Autoinhibited kinesin-1 adopts a hierarchical folding pattern

Reviewer #1 (Public Review):

Using a combination of structural biology methods, this report aims at describing the auto-inhibited architecture of kinesin 1 either as homodimers or hetero-tetramers. Hence, the multiple contacts between the protein domains and their folding pattern is addressed using cross-linking mass spectrometry (XL-MS), negative stain electron microscopy and Alpha Fold based structure prediction. Based on the existing literature, the key domains and amino acids responsible for kinesin 1 inhibited state were not clearly deciphered. The synergetic use of different methods now seems to describe in detail the molecular cues which could induce kinesin-1 refolding and opening. Multiple interactions between the different domains seem to induce the folded conformation.

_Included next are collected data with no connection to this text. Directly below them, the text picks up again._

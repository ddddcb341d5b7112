//! RouteMatcher - Same Road / Same Direction Test
//!
//! Decides whether a third-party vehicle's recent track lies on the active
//! vehicle's route and heads the same way.

use crate::geo_utils::{angle_diff_deg, bearing_deg, distance_m};
use crate::models::LatLng;
use serde::{Deserialize, Serialize};

/// Matcher thresholds
#[derive(Debug, Clone)]
pub struct MatcherConfig {
    /// A track point counts as on-route within this distance of its nearest route point (m)
    pub dist_threshold_m: f64,
    /// Minimum fraction of on-route track points
    pub ratio_threshold: f64,
    /// Maximum heading difference for "same direction" (deg)
    pub angle_threshold_deg: f64,
}

impl Default for MatcherConfig {
    fn default() -> Self {
        Self {
            dist_threshold_m: 25.0,
            ratio_threshold: 0.7,
            angle_threshold_deg: 45.0,
        }
    }
}

/// Result of comparing a track against a route
#[derive(Debug, Clone, Copy, Default, PartialEq, Eq, Serialize, Deserialize)]
pub struct RoadMatch {
    pub same_road: bool,
    pub same_dir: bool,
}

impl RoadMatch {
    pub fn same_road_and_dir(&self) -> bool {
        self.same_road && self.same_dir
    }
}

/// Nearest route point by linear scan: (distance m, index)
///
/// Returns `None` for an empty route.
pub fn nearest_route_point(point: &LatLng, route: &[LatLng]) -> Option<(f64, usize)> {
    route
        .iter()
        .enumerate()
        .map(|(i, p)| (distance_m(point, p), i))
        .fold(None, |best, (d, i)| match best {
            Some((best_d, _)) if best_d <= d => best,
            _ => Some((d, i)),
        })
}

/// Same-road test
///
/// Returns the verdict and, per track point, the index of its nearest route point.
pub fn is_on_same_road(
    route: &[LatLng],
    track: &[LatLng],
    config: &MatcherConfig,
) -> (bool, Vec<usize>) {
    if route.is_empty() || track.is_empty() {
        return (false, Vec::new());
    }

    let mut close_count = 0usize;
    let mut nearest = Vec::with_capacity(track.len());

    for p in track {
        if let Some((d, idx)) = nearest_route_point(p, route) {
            nearest.push(idx);
            if d <= config.dist_threshold_m {
                close_count += 1;
            }
        }
    }

    let ratio = close_count as f64 / track.len() as f64;
    (ratio >= config.ratio_threshold, nearest)
}

/// Same-direction test: track heading (last two points) vs route heading at the last match
pub fn is_same_direction(
    route: &[LatLng],
    track: &[LatLng],
    nearest: &[usize],
    config: &MatcherConfig,
) -> bool {
    if track.len() < 2 || route.len() < 2 {
        return false;
    }
    let Some(&last_idx) = nearest.last() else {
        return false;
    };

    let p1 = &track[track.len() - 2];
    let p2 = &track[track.len() - 1];
    let track_heading = bearing_deg(p1, p2);

    let idx = last_idx.min(route.len() - 2);
    let route_heading = bearing_deg(&route[idx], &route[idx + 1]);

    angle_diff_deg(track_heading, route_heading) <= config.angle_threshold_deg
}

/// Combined check; direction is only evaluated when the road matches
pub fn check_same_road_and_direction(
    route: &[LatLng],
    track: &[LatLng],
    config: &MatcherConfig,
) -> RoadMatch {
    let (same_road, nearest) = is_on_same_road(route, track, config);
    if !same_road {
        return RoadMatch::default();
    }

    RoadMatch {
        same_road,
        same_dir: is_same_direction(route, track, &nearest, config),
    }
}
// This Source Code Form is subject to the terms of the Mozilla Public
// License, v. 2.0. If a copy of the MPL was not distributed with this
// file, You can obtain one at https://mozilla.org/MPL/2.0/.

//! Rule tables: the data the tokenizer engine runs on.
//!
//! A [`StateTable`] maps state names to ordered rule lists. Each [`Rule`]
//! pairs a compiled pattern with a classification and a stack transition.
//! Tables are built once through [`TableBuilder`], validated eagerly, and
//! are immutable (and freely shareable across threads) afterwards.

use fancy_regex::Regex;
use rustc_hash::FxHashMap;
use thiserror::Error;

use crate::token::TokenKind;

/// Result type for table construction.
pub type Result<T> = std::result::Result<T, TableError>;

/// Errors detected while building or validating a state table.
///
/// All of these are table-authoring bugs: they surface at construction
/// time, never while lexing input.
#[derive(Debug, Error)]
pub enum TableError {
    /// A pattern failed to compile.
    #[error("state `{state}` rule {index}: invalid pattern `{pattern}`: {source}")]
    BadPattern {
        /// State the rule belongs to
        state: &'static str,
        /// Zero-based rule position within the state
        index: usize,
        /// The offending pattern text
        pattern: String,
        /// Underlying regex error
        #[source]
        source: Box<fancy_regex::Error>,
    },

    /// A by-groups kind list does not line up with the pattern's groups.
    #[error(
        "state `{state}` rule {index}: pattern has {groups} capture groups \
         but {kinds} token kinds were given"
    )]
    GroupCountMismatch {
        /// State the rule belongs to
        state: &'static str,
        /// Zero-based rule position within the state
        index: usize,
        /// Capture group count of the compiled pattern
        groups: usize,
        /// Length of the kind list
        kinds: usize,
    },

    /// A transition or delegation names a state the table does not define.
    #[error("`{from}` references unknown state `{target}`")]
    UnknownState {
        /// Where the reference appears
        from: String,
        /// The missing state name
        target: String,
    },

    /// A rule could match zero characters without changing the stack,
    /// which would stall the engine.
    #[error(
        "state `{state}` rule {index}: pattern `{pattern}` can match empty \
         input without a state transition"
    )]
    EmptyMatchNoTransition {
        /// State the rule belongs to
        state: &'static str,
        /// Zero-based rule position within the state
        index: usize,
        /// The offending pattern text
        pattern: String,
    },

    /// The same state name was defined twice.
    #[error("state `{state}` is defined twice")]
    DuplicateState {
        /// The repeated name
        state: &'static str,
    },
}

/// A transition applied to the state stack when a rule fires.
#[derive(Debug, Clone, Copy, PartialEq, Eq)]
pub enum StateOp {
    /// Leave the stack alone
    Stay,
    /// Push the named state
    Push(&'static str),
    /// Pop up to `n` states; the root entry is never popped away
    Pop(usize),
    /// Pop everything back down to the root entry
    PopAll,
    /// Replace the top of the stack with the named state
    Goto(&'static str),
}

/// What a rule emits when its pattern matches.
#[derive(Debug, Clone)]
pub enum Action {
    /// One token of the given kind spanning the whole match
    Emit(TokenKind),
    /// One token per non-empty capture group, kinds aligned by position
    ByGroups(Vec<TokenKind>),
    /// Re-tokenize the matched text starting from the named state and
    /// splice the resulting tokens in
    Using(&'static str),
}

/// A single pattern-to-classification-and-transition mapping.
#[derive(Debug)]
pub struct Rule {
    pub(crate) pattern: Regex,
    pub(crate) raw: String,
    pub(crate) action: Action,
    pub(crate) op: StateOp,
}

/// The rules of one state, plus an optional fallthrough transition taken
/// when none of them match.
#[derive(Debug)]
pub(crate) struct State {
    pub(crate) rules: Vec<Rule>,
    pub(crate) default_op: Option<StateOp>,
}

/// A validated, immutable state machine for one language.
#[derive(Debug)]
pub struct StateTable {
    states: FxHashMap<&'static str, State>,
    initial: &'static str,
}

impl StateTable {
    /// Starts building a table whose lex begins in `initial`.
    pub fn builder(initial: &'static str) -> TableBuilder {
        TableBuilder {
            initial,
            case_insensitive: false,
            states: Vec::new(),
        }
    }

    /// The state a fresh lex starts in.
    pub fn initial(&self) -> &'static str {
        self.initial
    }

    pub(crate) fn state(&self, name: &str) -> Option<&State> {
        self.states.get(name)
    }

    /// Maps a caller-supplied name onto the table's own interned name.
    pub(crate) fn canonical(&self, name: &str) -> Option<&'static str> {
        self.states.get_key_value(name).map(|(key, _)| *key)
    }
}

struct RuleSpec {
    pattern: String,
    action: Action,
    op: StateOp,
}

/// Collects the rules of a single state. Obtained through
/// [`TableBuilder::state`].
pub struct StateRules {
    rules: Vec<RuleSpec>,
    default_op: Option<StateOp>,
}

impl StateRules {
    /// Adds a rule emitting one token and leaving the stack alone.
    pub fn rule(&mut self, pattern: impl Into<String>, kind: TokenKind) -> &mut Self {
        self.rule_to(pattern, kind, StateOp::Stay)
    }

    /// Adds a rule emitting one token and applying `op`.
    pub fn rule_to(
        &mut self,
        pattern: impl Into<String>,
        kind: TokenKind,
        op: StateOp,
    ) -> &mut Self {
        self.rules.push(RuleSpec {
            pattern: pattern.into(),
            action: Action::Emit(kind),
            op,
        });
        self
    }

    /// Adds a rule emitting one token per capture group.
    ///
    /// The kind list must be exactly as long as the pattern has capture
    /// groups; [`TableBuilder::build`] rejects a mismatch.
    pub fn groups(&mut self, pattern: impl Into<String>, kinds: &[TokenKind]) -> &mut Self {
        self.groups_to(pattern, kinds, StateOp::Stay)
    }

    /// Adds a capture-group rule that also applies `op`.
    pub fn groups_to(
        &mut self,
        pattern: impl Into<String>,
        kinds: &[TokenKind],
        op: StateOp,
    ) -> &mut Self {
        self.rules.push(RuleSpec {
            pattern: pattern.into(),
            action: Action::ByGroups(kinds.to_vec()),
            op,
        });
        self
    }

    /// Adds a rule that re-tokenizes its match starting from `sub`.
    pub fn using(&mut self, pattern: impl Into<String>, sub: &'static str) -> &mut Self {
        self.rules.push(RuleSpec {
            pattern: pattern.into(),
            action: Action::Using(sub),
            op: StateOp::Stay,
        });
        self
    }

    /// Sets the fallthrough transition: zero-width, emits nothing, taken
    /// only when no rule matched.
    pub fn default_to(&mut self, op: StateOp) -> &mut Self {
        self.default_op = Some(op);
        self
    }
}

/// Builds and validates a [`StateTable`].
pub struct TableBuilder {
    initial: &'static str,
    case_insensitive: bool,
    states: Vec<(&'static str, StateRules)>,
}

impl TableBuilder {
    /// Makes every pattern in the table match case-insensitively.
    pub fn case_insensitive(mut self, yes: bool) -> Self {
        self.case_insensitive = yes;
        self
    }

    /// Defines a state and its rules, in declaration order.
    pub fn state(mut self, name: &'static str, configure: impl FnOnce(&mut StateRules)) -> Self {
        let mut rules = StateRules {
            rules: Vec::new(),
            default_op: None,
        };
        configure(&mut rules);
        self.states.push((name, rules));
        self
    }

    /// Compiles every pattern and checks the table invariants.
    ///
    /// Patterns always match in multi-line mode (`^` and `$` bind to line
    /// boundaries); case folding is controlled per table via
    /// [`case_insensitive`](TableBuilder::case_insensitive).
    pub fn build(self) -> Result<StateTable> {
        let flags = if self.case_insensitive { "(?mi)" } else { "(?m)" };

        let known: Vec<&'static str> = self.states.iter().map(|(name, _)| *name).collect();
        let check_target = |from: String, target: &str| -> Result<()> {
            if known.contains(&target) {
                Ok(())
            } else {
                Err(TableError::UnknownState {
                    from,
                    target: target.to_string(),
                })
            }
        };
        let check_op = |from: &'static str, op: StateOp| -> Result<()> {
            match op {
                StateOp::Push(target) | StateOp::Goto(target) => {
                    check_target(format!("state `{from}`"), target)
                }
                StateOp::Stay | StateOp::Pop(_) | StateOp::PopAll => Ok(()),
            }
        };

        let mut states = FxHashMap::default();
        for (name, spec) in self.states {
            let mut rules = Vec::with_capacity(spec.rules.len());
            for (index, rule) in spec.rules.into_iter().enumerate() {
                let pattern = Regex::new(&format!("{flags}{}", rule.pattern)).map_err(|err| {
                    TableError::BadPattern {
                        state: name,
                        index,
                        pattern: rule.pattern.clone(),
                        source: Box::new(err),
                    }
                })?;

                if let Action::ByGroups(kinds) = &rule.action {
                    let groups = pattern.captures_len() - 1;
                    if groups != kinds.len() {
                        return Err(TableError::GroupCountMismatch {
                            state: name,
                            index,
                            groups,
                            kinds: kinds.len(),
                        });
                    }
                }
                if let Action::Using(sub) = &rule.action {
                    check_target(format!("state `{name}` rule {index}"), sub)?;
                }
                check_op(name, rule.op)?;

                // A rule that can consume nothing must move the stack,
                // otherwise the engine could never make progress on it.
                if rule.op == StateOp::Stay && pattern.is_match("").unwrap_or(false) {
                    return Err(TableError::EmptyMatchNoTransition {
                        state: name,
                        index,
                        pattern: rule.pattern,
                    });
                }

                rules.push(Rule {
                    pattern,
                    raw: rule.pattern,
                    action: rule.action,
                    op: rule.op,
                });
            }

            if let Some(op) = spec.default_op {
                check_op(name, op)?;
            }

            let state = State {
                rules,
                default_op: spec.default_op,
            };
            if states.insert(name, state).is_some() {
                return Err(TableError::DuplicateState { state: name });
            }
        }

        check_target("initial state".to_string(), self.initial)?;

        Ok(StateTable {
            states,
            initial: self.initial,
        })
    }
}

The combination of methodologies is an efficient way to unravel details that could not be addressed previously. The paper is well written. However, the methodology is sometimes not sufficiently detailed and the paper would benefit from additional explanations and demonstrations. The methods for generating the electron microscopy data and its relevance and quality, for instance, are barely described. In addition, the conclusions drawn would be more convincing if similar investigations would be carried out similarly for all isoforms (KIF5B and FIF5C) in parallel.

This article raises the potential strength and power of deep learning structure prediction methods combined simultaneously with other structural biology methods to answer specific questions. In the present context, this study will certainly be helpful to reveal and understand the activation mechanism of kinesin motor proteins.

Reviewer #2 (Public Review):

The authors sought to define the molecular structure of autoinhibited Kinesin-1, which is the major kinesin providing plus-end directed transport on microtubules. The paper reports a structural model of full-length kinesin-1 which builds on the known folded conformation of kinesin-1 and describes its autoinhibitory mechanism using cryo-EM, alphafold structural predictions, cross-linking and mass spectrometry. The authors study the conformation of dimeric Kinesin Heavy Chain (KHC) and tetrameric KHC bound to the Kinesin Light Chains (KLCs), where KLC stabilize the autoinhibited conformation. The combination of these various approaches leads to an integrated molecular model of autoinhibited Kinesin-1. Until now, there was some debate over the role of the small coiled coil 3 (a and b) and where the hinge region of Kinesin-1. The authors resolve this question and present data indicating the hinge is between cc3a and cc3b.

In some places the absence of crosslinks is reported as a lack of interaction, however it could also be that there are no residues that can be crosslinked in this region. The distance is also not reported in the figures so we do not know how valid these model are. For example for TRAP binding to KHC, there are not many crosslinks but it is not clear if there was an issue with the complex assembly or crosslinking reaction-as there is no EM data of this complex. There is also a structural model of KHC and KLC (Fig 4) where the domains are too far apart for the crosslinks to be allowed, raising a question about whether that model is correct or not. The structural data are supported by single molecule motility assays with various mutants of Kinesin-1, which greatly help characterising the domains functionally.

Overall there are some interesting novel data on the autoinhibitory mechanism of Kinesin-1, with well performed and analyzed data with KLC and TRAP. The topic and paper will be of interest to many.